Igor Vitalyevich Simutenkov (; born 3 April 1973 in Moscow) is a Russian football coach and a former player. Currently, he works as assistant manager at FC Zenit Saint Petersburg.

Club career 

Simutenkov started his pro career in the old Soviet league with Dynamo Moscow in 1990. He spent the next five years with Dynamo, the last three in the Russian league, which he led in scoring with 21 goals in 1994. A transfer to Serie A's Reggiana followed, and Simutenkov spent the next five seasons in Italy (the last with Bologna), scoring a total of only 23 goals.

In 1999, Simutenkov transferred to Spanish club Tenerife, and spent three uneventful seasons there. He signed with the Kansas City Wizards in 2002, becoming Major League Soccer's first Russian player. Igor scored four goals in his first season (plus one in playoffs), seven in his second (plus two in playoffs), before missing a big chunk of the third with an injury, ending with a solitary goal in league play. He scored the golden goal in the final of the 2004 Lamar Hunt U.S. Open Cup, but was released by the Wizards following the 2004 season, at which time he returned to Russia and signed with Rubin.

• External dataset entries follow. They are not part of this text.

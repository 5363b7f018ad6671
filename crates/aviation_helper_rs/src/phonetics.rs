//! Spoken-word equivalences used when comparing read-backs.
//!
//! Each entry maps a spoken word to the symbol it stands for. Several words may
//! share a symbol (`niner`, `nine` -> `9`).

pub const PHONETIC_EQUIVALENTS: &[(&str, &str)] = &[
    ("niner", "9"),
    ("nine", "9"),
    ("fiver", "5"),
    ("five", "5"),
    ("tree", "3"),
    ("three", "3"),
    ("alpha", "a"),
    ("bravo", "b"),
    ("charlie", "c"),
    ("delta", "d"),
    ("echo", "e"),
    ("foxtrot", "f"),
    ("golf", "g"),
    ("hotel", "h"),
    ("india", "i"),
    ("juliet", "j"),
    ("kilo", "k"),
    ("lima", "l"),
    ("mike", "m"),
    ("november", "n"),
    ("oscar", "o"),
    ("papa", "p"),
    ("quebec", "q"),
    ("romeo", "r"),
    ("sierra", "s"),
    ("tango", "t"),
    ("uniform", "u"),
    ("victor", "v"),
    ("whiskey", "w"),
    ("xray", "x"),
    ("yankee", "y"),
    ("zulu", "z"),
];

/// Symbol spoken as `word`, if `word` is a known spelling or number word.
/// Expects lower-case input.
pub fn symbol_for(word: &str) -> Option<&'static str> {
    PHONETIC_EQUIVALENTS
        .iter()
        .find(|(phonetic, _)| *phonetic == word)
        .map(|(_, symbol)| *symbol)
}

/// All spoken words standing for `symbol`, in table order.
pub fn words_for(symbol: &str) -> impl Iterator<Item = &'static str> + '_ {
    PHONETIC_EQUIVALENTS
        .iter()
        .filter(move |(_, s)| *s == symbol)
        .map(|(word, _)| *word)
}

#[cfg(test)]
mod tests {
    use super::*;

    #[test]
    fn test_full_spelling_alphabet() {
        let letters: String = PHONETIC_EQUIVALENTS
            .iter()
            .filter(|(_, s)| s.chars().all(|c| c.is_ascii_lowercase()))
            .map(|(_, s)| *s)
            .collect();
        assert_eq!(letters, "abcdefghijklmnopqrstuvwxyz");
    }

    #[test]
    fn test_symbol_lookup() {
        assert_eq!(symbol_for("alpha"), Some("a"));
        assert_eq!(symbol_for("niner"), Some("9"));
        assert_eq!(symbol_for("tree"), Some("3"));
        assert_eq!(symbol_for("Alpha"), None);
        assert_eq!(symbol_for("four"), None);
    }

    #[test]
    fn test_reverse_lookup() {
        assert_eq!(words_for("9").collect::<Vec<_>>(), vec!["niner", "nine"]);
        assert_eq!(words_for("5").collect::<Vec<_>>(), vec!["fiver", "five"]);
        assert_eq!(words_for("z").collect::<Vec<_>>(), vec!["zulu"]);
        assert_eq!(words_for("7").count(), 0);
    }
}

At the end of season 2005, while made only 3 appearances for Rubin, Simutenkov declared his retirement from professional football. He told that he couldn't perform at the high level because of a few serious permanent injuries. However, in 2006 he was included in the squad of FC Dynamo Voronezh, a Second Division side.

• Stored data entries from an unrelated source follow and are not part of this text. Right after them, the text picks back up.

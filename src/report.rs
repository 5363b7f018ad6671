use colored::{ColoredString, Colorize};
use readback_scoring_rs::{ScoreCategory, ScoreResult, generate_detailed_feedback};

use crate::{scenario::Scenario, session::SessionStats};

fn paint_score(score: u32) -> ColoredString {
    let text = format!("{score}%");
    match ScoreCategory::from_score(score) {
        ScoreCategory::Excellent => text.green().bold(),
        ScoreCategory::Good => text.yellow().bold(),
        ScoreCategory::NeedsWork => text.red().bold(),
    }
}

/// Terminal rendering of a scored read-back.
pub fn render_result(
    scenario: &Scenario,
    result: &ScoreResult,
    show_perfect_response: bool,
) -> String {
    let category = ScoreCategory::from_score(result.score);
    let mut out = format!(
        "Score: {} ({}/{} keywords, {category})\n{}\n",
        paint_score(result.score),
        result.matches,
        result.total,
        result.feedback.bold()
    );
    if !result.present.is_empty() {
        out.push_str(&format!(
            "  {} {}\n",
            "present:".green(),
            result.present.join(", ")
        ));
    }
    if !result.missing.is_empty() {
        out.push_str(&format!(
            "  {} {}\n",
            "missing:".red(),
            result.missing.join(", ")
        ));
    }
    let tips = generate_detailed_feedback(
        &result.missing,
        &result.present,
        scenario.scenario_type.as_ref(),
    );
    for tip in tips {
        out.push_str(&format!("  - {tip}\n"));
    }
    if show_perfect_response && !scenario.perfect_response.is_empty() {
        out.push_str(&format!(
            "Reference: {}\n",
            scenario.perfect_response.italic()
        ));
    }
    out
}

pub fn render_session(stats: &SessionStats) -> String {
    format!(
        "Attempts: {}  Average: {}  Best: {}",
        stats.total_attempts,
        paint_score(stats.average_score()),
        paint_score(stats.best_score)
    )
}
/// Callsign words a trainee is expected to say on their own, without a flight
/// number attached (`november` for general aviation registrations, airline
/// telephony designators otherwise).
pub const KNOWN_CALLSIGN_PREFIXES: &[&str] = &[
    "november",
    "delta",
    "american",
    "united",
    "southwest",
    "spirit",
    "jetblue",
];

/// Case-insensitive check against [`KNOWN_CALLSIGN_PREFIXES`].
pub fn is_known_callsign_prefix(word: &str) -> bool {
    let word = word.to_lowercase();
    KNOWN_CALLSIGN_PREFIXES.contains(&word.as_str())
}
use std::str::FromStr;

use serde::{Deserialize, Serialize};
use strum::{AsRefStr, Display, EnumIter, IntoEnumIterator};

use crate::errors::Error;

/// Phase of flight a training scenario belongs to.
#[derive(
    Debug, Clone, Copy, Hash, PartialEq, Eq, Deserialize, Serialize, AsRefStr, Display, EnumIter,
)]
#[serde(rename_all = "snake_case")]
#[strum(serialize_all = "snake_case")]
pub enum ScenarioType {
    IfrClearance,
    Pushback,
    TaxiOut,
    Takeoff,
    Departure,
    Center,
    Approach,
    Arrival,
    TaxiIn,
}

impl ScenarioType {
    pub fn label(self) -> &'static str {
        match self {
            ScenarioType::IfrClearance => "IFR Clearance",
            ScenarioType::Pushback => "Pushback & Engine Start",
            ScenarioType::TaxiOut => "Taxi Instructions (Departure)",
            ScenarioType::Takeoff => "Takeoff Clearance",
            ScenarioType::Departure => "Departure",
            ScenarioType::Center => "Center",
            ScenarioType::Approach => "Approach Control",
            ScenarioType::Arrival => "Arrival",
            ScenarioType::TaxiIn => "Taxi at Arrival",
        }
    }
}

impl FromStr for ScenarioType {
    type Err = Error;

    fn from_str(val: &str) -> Result<Self, Self::Err> {
        let val = val.trim();
        ScenarioType::iter()
            .find(|t| t.as_ref().eq_ignore_ascii_case(val))
            .ok_or_else(|| Error::InvalidScenarioType(val.to_owned()))
    }
}

/// Filter over scenario types; `all` selects every scenario.
#[derive(Debug, Clone, Copy, Default, PartialEq, Eq)]
pub enum ScenarioSelection {
    #[default]
    All,
    Only(ScenarioType),
}

impl ScenarioSelection {
    pub fn includes(self, scenario_type: ScenarioType) -> bool {
        match self {
            ScenarioSelection::All => true,
            ScenarioSelection::Only(t) => t == scenario_type,
        }
    }

    pub fn label(self) -> &'static str {
        match self {
            ScenarioSelection::All => "All Scenarios",
            ScenarioSelection::Only(t) => t.label(),
        }
    }
}

impl FromStr for ScenarioSelection {
    type Err = Error;

    fn from_str(val: &str) -> Result<Self, Self::Err> {
        if val.trim().eq_ignore_ascii_case("all") {
            return Ok(ScenarioSelection::All);
        }
        val.parse().map(ScenarioSelection::Only)
    }
}

#[cfg(test)]
mod tests {
    use super::*;

    #[test]
    fn test_parse_scenario_type() {
        assert_eq!("taxi_out".parse::<ScenarioType>(), Ok(ScenarioType::TaxiOut));
        assert_eq!(
            "IFR_CLEARANCE".parse::<ScenarioType>(),
            Ok(ScenarioType::IfrClearance)
        );
        assert_eq!(
            "holding".parse::<ScenarioType>(),
            Err(Error::InvalidScenarioType("holding".to_owned()))
        );
    }

    #[test]
    fn test_display_matches_parse() {
        for t in ScenarioType::iter() {
            assert_eq!(t.to_string().parse::<ScenarioType>(), Ok(t));
        }
        assert_eq!(ScenarioType::TaxiIn.to_string(), "taxi_in");
    }

    #[test]
    fn test_selection() {
        assert_eq!("all".parse::<ScenarioSelection>(), Ok(ScenarioSelection::All));
        let takeoff = "takeoff".parse::<ScenarioSelection>().unwrap();
        assert!(takeoff.includes(ScenarioType::Takeoff));
        assert!(!takeoff.includes(ScenarioType::Arrival));
        assert!(ScenarioSelection::All.includes(ScenarioType::Arrival));
        assert_eq!(takeoff.label(), "Takeoff Clearance");
    }
}
use std::{
    env,
    io::{self, Read},
    path::Path,
    sync::LazyLock,
};

use anyhow::Context;
use clap::Parser;
use cli::{Cli, Commands};
use log::info;
use practice::{PracticeOptions, run_practice};
use readback_scoring_rs::score_response;
use scenario::catalog::ScenarioCatalog;

mod cli;
mod errors;
mod practice;
mod report;
mod scenario;
mod session;

pub static APP_CONFIG: LazyLock<AppConfig> = LazyLock::new(AppConfig::from_env);

#[derive(Debug, Clone)]
pub struct AppConfig {
    show_perfect_response: bool,
    plain_output: bool,
}

impl AppConfig {
    fn from_env() -> Self {
        let show_perfect_response = env::var("SHOW_PERFECT_RESPONSE").as_deref() == Ok("1");
        let plain_output = env::var("PLAIN_OUTPUT").as_deref() == Ok("1");
        Self {
            show_perfect_response,
            plain_output,
        }
    }
}

fn load_catalog(path: Option<&Path>) -> anyhow::Result<ScenarioCatalog> {
    let catalog = match path {
        Some(path) => ScenarioCatalog::load_from_file(path)
            .with_context(|| format!("Could not load scenarios from {}", path.display()))?,
        None => ScenarioCatalog::embedded().context("Built-in scenarios are invalid")?,
    };
    info!("{} scenarios available", catalog.scenarios().len());
    Ok(catalog)
}

fn main() -> anyhow::Result<()> {
    #[cfg(debug_assertions)]
    dotenvy::dotenv().ok();

    env_logger::Builder::from_env(env_logger::Env::default().default_filter_or("warn")).init();

    if APP_CONFIG.plain_output {
        colored::control::set_override(false);
    }

    let cli = Cli::parse();
    let catalog = load_catalog(cli.scenarios.as_deref())?;
    let callsign = cli.callsign.as_deref();

    match cli.command {
        Commands::List { selection } => {
            println!("{}", selection.label());
            for scenario in catalog.by_selection(selection) {
                let scenario = scenario.personalize(callsign, cli.phraseology);
                println!(
                    "{:>3}  {:<30} {}",
                    scenario.id,
                    scenario.scenario_type.label(),
                    scenario.atc_call
                );
            }
        }
        Commands::Score {
            scenario,
            transcript,
            json,
        } => {
            let scenario = catalog
                .get(scenario)
                .ok_or(errors::Error::UnknownScenario(scenario))?
                .personalize(callsign, cli.phraseology);
            let transcript = match transcript {
                Some(transcript) => transcript,
                None => {
                    let mut buf = String::new();
                    io::stdin()
                        .read_to_string(&mut buf)
                        .context("Could not read transcript from stdin")?;
                    buf
                }
            };
            let result = score_response(&scenario.expected_keywords, &transcript);
            if json {
                println!("{}", serde_json::to_string_pretty(&result)?);
            } else {
                println!("ATC: {}", scenario.atc_call);
                print!(
                    "{}",
                    report::render_result(&scenario, &result, APP_CONFIG.show_perfect_response)
                );
            }
        }
        Commands::Practice { selection, rounds } => {
            let options = PracticeOptions {
                selection,
                rounds,
                callsign: cli.callsign.clone(),
                phraseology: cli.phraseology,
                show_perfect_response: APP_CONFIG.show_perfect_response,
            };
            let stdin = io::stdin();
            run_practice(
                &catalog,
                &options,
                &mut stdin.lock(),
                &mut io::stdout(),
                &mut rand::rng(),
            )?;
        }
    }
    Ok(())
}
use aviation_helper_rs::types::{phraseology::Phraseology, scenario_type::ScenarioType};
use serde::{Deserialize, Serialize};

pub mod callsign;
pub mod catalog;
pub mod phraseology;

/// One ATC instruction the trainee has to read back.
#[derive(Debug, Clone, PartialEq, Eq, Deserialize, Serialize)]
pub struct Scenario {
    pub id: u32,
    pub scenario_type: ScenarioType,
    pub atc_call: String,
    pub expected_keywords: Vec<String>,
    /// Reference read-back; empty when the scenario has none.
    #[serde(default)]
    pub perfect_response: String,
}

impl Scenario {
    /// The scenario as presented to a trainee: own callsign merged in, then
    /// converted to the chosen phraseology.
    pub fn personalize(&self, callsign: Option<&str>, phraseology: Phraseology) -> Scenario {
        let merged = match callsign {
            Some(callsign) => callsign::merge_callsign(self, callsign),
            None => self.clone(),
        };
        phraseology::transform(&merged, phraseology)
    }
}

#[cfg(test)]
pub(crate) fn test_scenario() -> Scenario {
    Scenario {
        id: 6,
        scenario_type: ScenarioType::TaxiOut,
        atc_call: "Delta 789, taxi to runway 27 via Alpha, hold short runway 22R".to_owned(),
        expected_keywords: ["taxi", "runway", "27", "alpha", "hold", "short", "22r", "delta", "789"]
            .map(str::to_owned)
            .to_vec(),
        perfect_response: "Taxi to runway 27 via Alpha, hold short runway 22 Right, Delta 789"
            .to_owned(),
    }
}
pub mod phraseology;
pub mod scenario_type;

Simutenkov is also known for the famous Simutenkov-case in which the European Court of Justice acknowledged the direct effect of the partnership-agreement between the European Communities and Russia. In this judgment Spanish nationality-clauses for non-EU footballers were found in breach with Community law.

International career 

Simutenkov has scored nine goals in 20 caps for the Russian national team, playing in Euro 96, but his last appearance came in 1998.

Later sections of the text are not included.